Le sphinx de la poésie n’est pas loin. Ainsi se signe majestueux l’oiseau du poème ; ainsi assigne « l’oiseleur », à itinérances rêveuses et marginales, l’unique et chère « sœur poésie », incarnation d’une « sœur de sang », sa « guerrière d’espoir »dont il écrit la présence en lettres de feu.
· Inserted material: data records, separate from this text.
//! Texture discovery in folders.

use crate::image_loading::{ImageLoader, TextureRef};
use crate::persist::PACKED_SUFFIX;
use crate::Result;
use std::path::{Path, PathBuf};

/// Recursively collect image files under `folder`, sorted by path.
fn collect_image_paths(folder: &Path, out: &mut Vec<PathBuf>) -> Result<()> {
    for entry in std::fs::read_dir(folder)? {
        let entry = entry?;
        let path = entry.path();
        // Symlinked directories are not followed
        if entry.file_type()?.is_dir() {
            collect_image_paths(&path, out)?;
        } else if path.is_file() && ImageLoader::has_image_extension(&path) {
            out.push(path);
        }
    }
    Ok(())
}

/// Outputs of an earlier run are not sources.
fn is_packed_output(path: &Path) -> bool {
    path.file_stem()
        .and_then(|s| s.to_str())
        .map(|s| s.ends_with(PACKED_SUFFIX))
        .unwrap_or(false)
}

/// Find all source textures under `folder`.
///
/// Files are visited in path order so textures of one set are adjacent.
/// Files whose header cannot be read are skipped with a warning.
pub fn discover_textures<P: AsRef<Path>>(folder: P) -> Result<Vec<TextureRef>> {
    let folder = folder.as_ref();
    let mut paths = Vec::new();
    collect_image_paths(folder, &mut paths)?;
    paths.sort();

    let mut textures = Vec::with_capacity(paths.len());
    for path in paths {
        if is_packed_output(&path) {
            log::debug!("Skipping packed output {}", path.display());
            continue;
        }
        match TextureRef::open(&path) {
            Ok(texture) => textures.push(texture),
            Err(e) => log::warn!("Skipping unreadable texture {}: {}", path.display(), e),
        }
    }
    Ok(textures)
}

#[cfg(test)]
mod tests {
    use super::*;

    fn save_gray(path: &Path, size: u32) {
        image::GrayImage::from_pixel(size, size, image::Luma([10])).save(path).unwrap();
    }

    #[test]
    fn finds_images_recursively_in_order() {
        let tmp = tempfile::tempdir().unwrap();
        let nested = tmp.path().join("rock");
        std::fs::create_dir_all(&nested).unwrap();

        save_gray(&tmp.path().join("Wood_rough.png"), 4);
        save_gray(&tmp.path().join("Wood_metal.png"), 4);
        save_gray(&nested.join("Rock_AO.png"), 2);
        std::fs::write(tmp.path().join("notes.txt"), "hello").unwrap();

        let textures = discover_textures(tmp.path()).unwrap();
        let names: Vec<_> = textures.iter().map(|t| t.name.as_str()).collect();

        assert_eq!(names, vec!["Wood_metal", "Wood_rough", "Rock_AO"]);
        assert_eq!((textures[2].width, textures[2].height), (2, 2));
    }

    #[test]
    fn skips_packed_outputs_and_broken_files() {
        let tmp = tempfile::tempdir().unwrap();
        save_gray(&tmp.path().join("Wood_metal.png"), 4);
        save_gray(&tmp.path().join("Wood_packed.png"), 4);
        std::fs::write(tmp.path().join("Wood_AO.png"), b"broken").unwrap();

        let textures = discover_textures(tmp.path()).unwrap();
        assert_eq!(textures.len(), 1);
        assert_eq!(textures[0].name, "Wood_metal");
    }

    #[cfg(unix)]
    #[test]
    fn symlinked_folders_are_not_followed() {
        let tmp = tempfile::tempdir().unwrap();
        save_gray(&tmp.path().join("Wood_metal.png"), 2);
        std::os::unix::fs::symlink(tmp.path(), tmp.path().join("loop")).unwrap();

        let textures = discover_textures(tmp.path()).unwrap();
        assert_eq!(textures.len(), 1);
    }

    #[test]
    fn missing_folder_is_an_error() {
        let tmp = tempfile::tempdir().unwrap();
        assert!(discover_textures(tmp.path().join("nope")).is_err());
    }
}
Le « petit oiseau » chassé, malmené par le destin, se signe devant la « déesse chasseresse » dont il put être une saison le « gibier du dimanche » ; maltraité par un destin qui lui arracha sa sœur jumelle, sirène emportée par « l’ambulance blues » et continuant de verser lame de douleur dans la mémoire à vif du poète recueilli inconsolable devant son Ophélie, « frêle fille du feu couronnée de sanglots » (Ambulance blues).
L’oiseleur atteste de la puissance de la respiration poétique telle une respiration vitale, capable d’aller approfondir dans l’être d’un homme l’intime de l’intime pour le regard des proches : ainsi Violaine Massenet à qui ce livre est dédié et avec laquelle vit Pierre Lepère depuis de longues années déclare-t-elle que les poèmes de L’oiseleur lui « ont révélé des aspects de (son) mari (qu’elle) ne connaissai(t) pas encore ». Ainsi la force appelante de l’expérience poétique ne remuant pas des coups d’ailes dans l’eau, n’agitant pas (ou alors par un effet radicalement salutaire) des miroirs aux alouettes, mais, tout au contraire, dévoilant ce qui était resté dans le lointain chez un proche, éclairant décisivement des recoins tacites, réveillant le « pays d’enfance », des « aveux muets mort-nés »,des « étoiles blanches » de « fleurs d’asphodèles » au fond des souvenirs (L’Adieu adressé à la mémoire de sa mère corse, Anna Decori, par le poète est poème poignant redonnant corps et âme à une « voix d’outre silence »).
Intime, Intermezziet Figures– volets successifs de ce triptyque poétique – résonnent volets communicants sur le corps / le cœur d’un homme offert aux battements de la vie sombre / radieuse dont les yeux mi-clos protègent des anciennes blessures, mais s’entrouvrent toujours pour entendre un claquement d’ailes faucher un instant-tournesol, un frémissement annoncer une « fée(…) aussitôt gorgone »ou la « nuageuse lectrice de silence/ Exilée nue comme le vent ».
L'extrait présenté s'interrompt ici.